Ruimte en toegankelijkheid
De locatie zelf gaf ook stof om over na te denken. Belangrijke informatie over wc’s of lokalen werd niet gedeeld tijdens de opening. Koffie en thee waren alleen beneden verkrijgbaar voor zover ik kon zien enkel via een trap bereikbaar. Mensen met een fysieke beperking zouden hier zomaar op achterstand staan. Het lijkt klein, maar het zegt iets groots: als basisinformatie over logistiek en mobiliteit niet gedeeld wordt, voor wie wordt dan impliciet gedacht dat dit evenement is bedoeld?
Representatie en dominantie
Bij de plenaire opening spraken twee mannen en twee vrouwen; een gebalanceerde verdeling qua gender. Toch viel ook iets anders op: geen enkele persoon van kleur op het podium. Terwijl de zaal juist wél internationaal gemêleerd was. Diversiteit was dus deels zichtbaar, deels afwezig. Verder viel het op dat tijdens de ‘talking circles’ vaak dezelfde mensen aan het woord waren. Herkenbaar patroon: sommige stemmen krijgen of nemen automatisch meer ruimte, terwijl anderen moeite hebben om ertussen te komen.
Eten en cultuur
Eten zegt veel over gastvrijheid en cultureel bewustzijn. Er waren mooie buffetten, maar niet altijd kaartjes bij de gerechten, pas op de laatste dag wel. Lastig voor mensen met dieetwensen of allergieën. En opvallend: er was niets dat specifiek verwijst naar de Cypriotische cultuur. Geen gerecht, drankje of moment van lokale verbinding. Terwijl eten juist een krachtig inclusief middel kan zijn.
Verbinding, reflectie en wederzijdse steun
Toch was er veel positiefs. De sfeer was oprecht warm en open. Er werd geluisterd, er werd gelachen en er was veel erkenning voor elkaar. Vooral in gesprekken met collega’s uit de VS, waar D&I-beleid momenteel onder druk staat, voelde je solidariteit. De conferentie bood ruimte voor die zorgen. Het zoeken naar samenwerking met Europa werd vaak als strategie genoemd en in de conferentie werd een helpende hand geboden. Dat maakte deze conferentie meer dan een serie lezingen; het was ook een plek van verbinding, reflectie en wederzijdse steun.

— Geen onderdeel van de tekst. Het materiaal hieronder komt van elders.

//! Placement variants and the pure placement calculator.
//!
//! A placement is the cross product of a base side (which edge of the
//! anchor the content attaches to) and an alignment along that edge.
//! [`calculate`] turns a placement into raw coordinates with no
//! boundary awareness; fitting and flipping live in
//! [`crate::bounds`] and [`crate::resolve`].

use serde::{Deserialize, Serialize};

use crate::geometry::{AnchorRect, ContentSize, Position};

/// The edge of the anchor a floating element attaches to.
#[derive(Debug, Clone, Copy, PartialEq, Eq, Serialize, Deserialize)]
#[serde(rename_all = "lowercase")]
pub enum Side {
    /// Above the anchor.
    Top,
    /// Below the anchor.
    Bottom,
    /// To the left of the anchor.
    Left,
    /// To the right of the anchor.
    Right,
}

impl Side {
    /// The opposite side (used for flipping).
    #[must_use]
    pub const fn opposite(self) -> Self {
        match self {
            Self::Top => Self::Bottom,
            Self::Bottom => Self::Top,
            Self::Left => Self::Right,
            Self::Right => Self::Left,
        }
    }
}

/// How the content aligns along the anchor edge.
#[derive(Debug, Clone, Copy, PartialEq, Eq, Serialize, Deserialize)]
#[serde(rename_all = "lowercase")]
pub enum Alignment {
    /// Centered on the anchor (no placement suffix).
    Center,
    /// Flush with the anchor's leading edge.
    Start,
    /// Flush with the anchor's trailing edge.
    End,
}

/// Requested side + alignment for a floating element.
///
/// Serialized in the conventional kebab-case form
/// (`"bottom-start"`, `"top"`, ...).
#[derive(Debug, Clone, Copy, PartialEq, Eq, Serialize, Deserialize)]
#[serde(rename_all = "kebab-case")]
pub enum Placement {
    /// Above, centered.
    Top,
    /// Above, aligned with the anchor's left edge.
    TopStart,
    /// Above, aligned with the anchor's right edge.
    TopEnd,
    /// Below, centered.
    Bottom,
    /// Below, aligned with the anchor's left edge.
    BottomStart,
    /// Below, aligned with the anchor's right edge.
    BottomEnd,
    /// Left, centered.
    Left,
    /// Left, aligned with the anchor's top edge.
    LeftStart,
    /// Left, aligned with the anchor's bottom edge.
    LeftEnd,
    /// Right, centered.
    Right,
    /// Right, aligned with the anchor's top edge.
    RightStart,
    /// Right, aligned with the anchor's bottom edge.
    RightEnd,
}

impl Default for Placement {
    fn default() -> Self {
        Self::Bottom
    }
}

impl Placement {
    /// Build a placement from a side and alignment.
    #[must_use]
    pub const fn from_parts(side: Side, alignment: Alignment) -> Self {
        match (side, alignment) {
            (Side::Top, Alignment::Center) => Self::Top,
            (Side::Top, Alignment::Start) => Self::TopStart,
            (Side::Top, Alignment::End) => Self::TopEnd,
            (Side::Bottom, Alignment::Center) => Self::Bottom,
            (Side::Bottom, Alignment::Start) => Self::BottomStart,
            (Side::Bottom, Alignment::End) => Self::BottomEnd,
            (Side::Left, Alignment::Center) => Self::Left,
            (Side::Left, Alignment::Start) => Self::LeftStart,
            (Side::Left, Alignment::End) => Self::LeftEnd,
            (Side::Right, Alignment::Center) => Self::Right,
            (Side::Right, Alignment::Start) => Self::RightStart,
            (Side::Right, Alignment::End) => Self::RightEnd,
        }
    }

    /// The base side of this placement.
    #[must_use]
    pub const fn side(self) -> Side {
        match self {
            Self::Top | Self::TopStart | Self::TopEnd => Side::Top,
            Self::Bottom | Self::BottomStart | Self::BottomEnd => Side::Bottom,
            Self::Left | Self::LeftStart | Self::LeftEnd => Side::Left,
            Self::Right | Self::RightStart | Self::RightEnd => Side::Right,
        }
    }

    /// The alignment of this placement.
    #[must_use]
    pub const fn alignment(self) -> Alignment {
        match self {
            Self::Top | Self::Bottom | Self::Left | Self::Right => Alignment::Center,
            Self::TopStart | Self::BottomStart | Self::LeftStart | Self::RightStart => {
                Alignment::Start
            }
            Self::TopEnd | Self::BottomEnd | Self::LeftEnd | Self::RightEnd => Alignment::End,
        }
    }

    /// The opposite placement: side flipped, alignment preserved.
    #[must_use]
    pub const fn opposite(self) -> Self {
        Self::from_parts(self.side().opposite(), self.alignment())
    }

    /// The other two alignments on the same side, in center, start,
    /// end order with this placement's own alignment skipped.
    #[must_use]
    pub const fn sibling_alignments(self) -> [Self; 2] {
        let side = self.side();
        match self.alignment() {
            Alignment::Center => [
                Self::from_parts(side, Alignment::Start),
                Self::from_parts(side, Alignment::End),
            ],
            Alignment::Start => [
                Self::from_parts(side, Alignment::Center),
                Self::from_parts(side, Alignment::End),
            ],
            Alignment::End => [
                Self::from_parts(side, Alignment::Center),
                Self::from_parts(side, Alignment::Start),
            ],
        }
    }

    /// Kebab-case name of this placement.
    #[must_use]
    pub const fn as_str(self) -> &'static str {
        match self {
            Self::Top => "top",
            Self::TopStart => "top-start",
            Self::TopEnd => "top-end",
            Self::Bottom => "bottom",
            Self::BottomStart => "bottom-start",
            Self::BottomEnd => "bottom-end",
            Self::Left => "left",
            Self::LeftStart => "left-start",
            Self::LeftEnd => "left-end",
            Self::Right => "right",
            Self::RightStart => "right-start",
            Self::RightEnd => "right-end",
        }
    }
}

impl std::fmt::Display for Placement {
    fn fmt(&self, f: &mut std::fmt::Formatter<'_>) -> std::fmt::Result {
        f.write_str(self.as_str())
    }
}

/// Compute the candidate position for a placement.
///
/// Pure geometry: the content's leading edge sits at
/// `anchor edge ± offset` and the cross axis follows the alignment
/// (centered, start-aligned, or end-aligned). No fit check, no width
/// matching; never fails.
#[must_use]
pub fn calculate(
    anchor: &AnchorRect,
    content: ContentSize,
    placement: Placement,
    offset: f32,
) -> Position {
    let main = match placement.side() {
        Side::Top => anchor.y - content.height - offset,
        Side::Bottom => anchor.bottom() + offset,
        Side::Left => anchor.x - content.width - offset,
        Side::Right => anchor.right() + offset,
    };

    match placement.side() {
        Side::Top | Side::Bottom => {
            let left = match placement.alignment() {
                Alignment::Center => anchor.center_x() - content.width / 2.0,
                Alignment::Start => anchor.x,
                Alignment::End => anchor.right() - content.width,
            };
            Position::new(main, left)
        }
        Side::Left | Side::Right => {
            let top = match placement.alignment() {
                Alignment::Center => anchor.center_y() - content.height / 2.0,
                Alignment::Start => anchor.y,
                Alignment::End => anchor.bottom() - content.height,
            };
            Position::new(top, main)
        }
    }
}

#[cfg(test)]
mod tests {
    use super::*;

    fn anchor() -> AnchorRect {
        AnchorRect::new(100.0, 50.0, 200.0, 32.0)
    }

    fn content() -> ContentSize {
        ContentSize::new(120.0, 60.0)
    }

    #[test]
    fn serde_kebab_case_names() {
        let json = serde_json::to_string(&Placement::BottomStart).expect("serialize");
        assert_eq!(json, "\"bottom-start\"");
        let parsed: Placement = serde_json::from_str("\"top-end\"").expect("deserialize");
        assert_eq!(parsed, Placement::TopEnd);
        assert_eq!(Placement::Top.as_str(), "top");
    }

    #[test]
    fn opposite_flips_side_keeps_alignment() {
        assert_eq!(Placement::Top.opposite(), Placement::Bottom);
        assert_eq!(Placement::BottomStart.opposite(), Placement::TopStart);
        assert_eq!(Placement::LeftEnd.opposite(), Placement::RightEnd);
        assert_eq!(Placement::RightEnd.opposite().opposite(), Placement::RightEnd);
    }

    #[test]
    fn sibling_alignments_skip_own() {
        assert_eq!(
            Placement::Bottom.sibling_alignments(),
            [Placement::BottomStart, Placement::BottomEnd]
        );
        assert_eq!(
            Placement::BottomStart.sibling_alignments(),
            [Placement::Bottom, Placement::BottomEnd]
        );
        assert_eq!(
            Placement::TopEnd.sibling_alignments(),
            [Placement::Top, Placement::TopStart]
        );
    }

    #[test]
    fn calculate_top_centered() {
        let pos = calculate(&anchor(), content(), Placement::Top, 8.0);
        // top = 50 - 60 - 8, left = 100 + 100 - 60
        assert_eq!(pos, Position::new(-18.0, 140.0));
    }

    #[test]
    fn calculate_bottom_start() {
        let pos = calculate(&anchor(), content(), Placement::BottomStart, 8.0);
        // top = 50 + 32 + 8, left = anchor.x
        assert_eq!(pos, Position::new(90.0, 100.0));
    }

    #[test]
    fn calculate_bottom_end() {
        let pos = calculate(&anchor(), content(), Placement::BottomEnd, 4.0);
        // left = 100 + 200 - 120
        assert_eq!(pos, Position::new(86.0, 180.0));
    }

    #[test]
    fn calculate_left_right_variants() {
        let left = calculate(&anchor(), content(), Placement::Left, 8.0);
        // left = 100 - 120 - 8, top = 50 + 16 - 30
        assert_eq!(left, Position::new(36.0, -28.0));

        let right_start = calculate(&anchor(), content(), Placement::RightStart, 8.0);
        // left = 100 + 200 + 8, top = anchor.y
        assert_eq!(right_start, Position::new(50.0, 308.0));

        let left_end = calculate(&anchor(), content(), Placement::LeftEnd, 8.0);
        // top = 50 + 32 - 60
        assert_eq!(left_end, Position::new(22.0, -28.0));
    }

    #[test]
    fn calculate_never_sets_width() {
        for placement in [
            Placement::Top,
            Placement::BottomEnd,
            Placement::LeftStart,
            Placement::Right,
        ] {
            let pos = calculate(&anchor(), content(), placement, 8.0);
            assert!(pos.width.is_none());
        }
    }
}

Lessons learned & afsluitende gedachten
Wat mij vooral bijblijft, is hoe belangrijk het is om niet alleen over inclusie te spreken, maar ook te reflecteren op het systeem waarin dat gesprek plaatsvindt. Wat ik leerde van de conferentie als casus:
Ik kijk terug op een leerzame conferentie als deelnemer, onderzoeker én mens. Die onderzoekende blik neem ik de volgende keer zeker weer mee. Inclusie vraagt namelijk om aandacht voor wat niet meteen zichtbaar is. Pas als je echt kijkt en doorvraagt, ook wanneer het ongemakkelijk wordt, komt het onzichtbare aan het licht.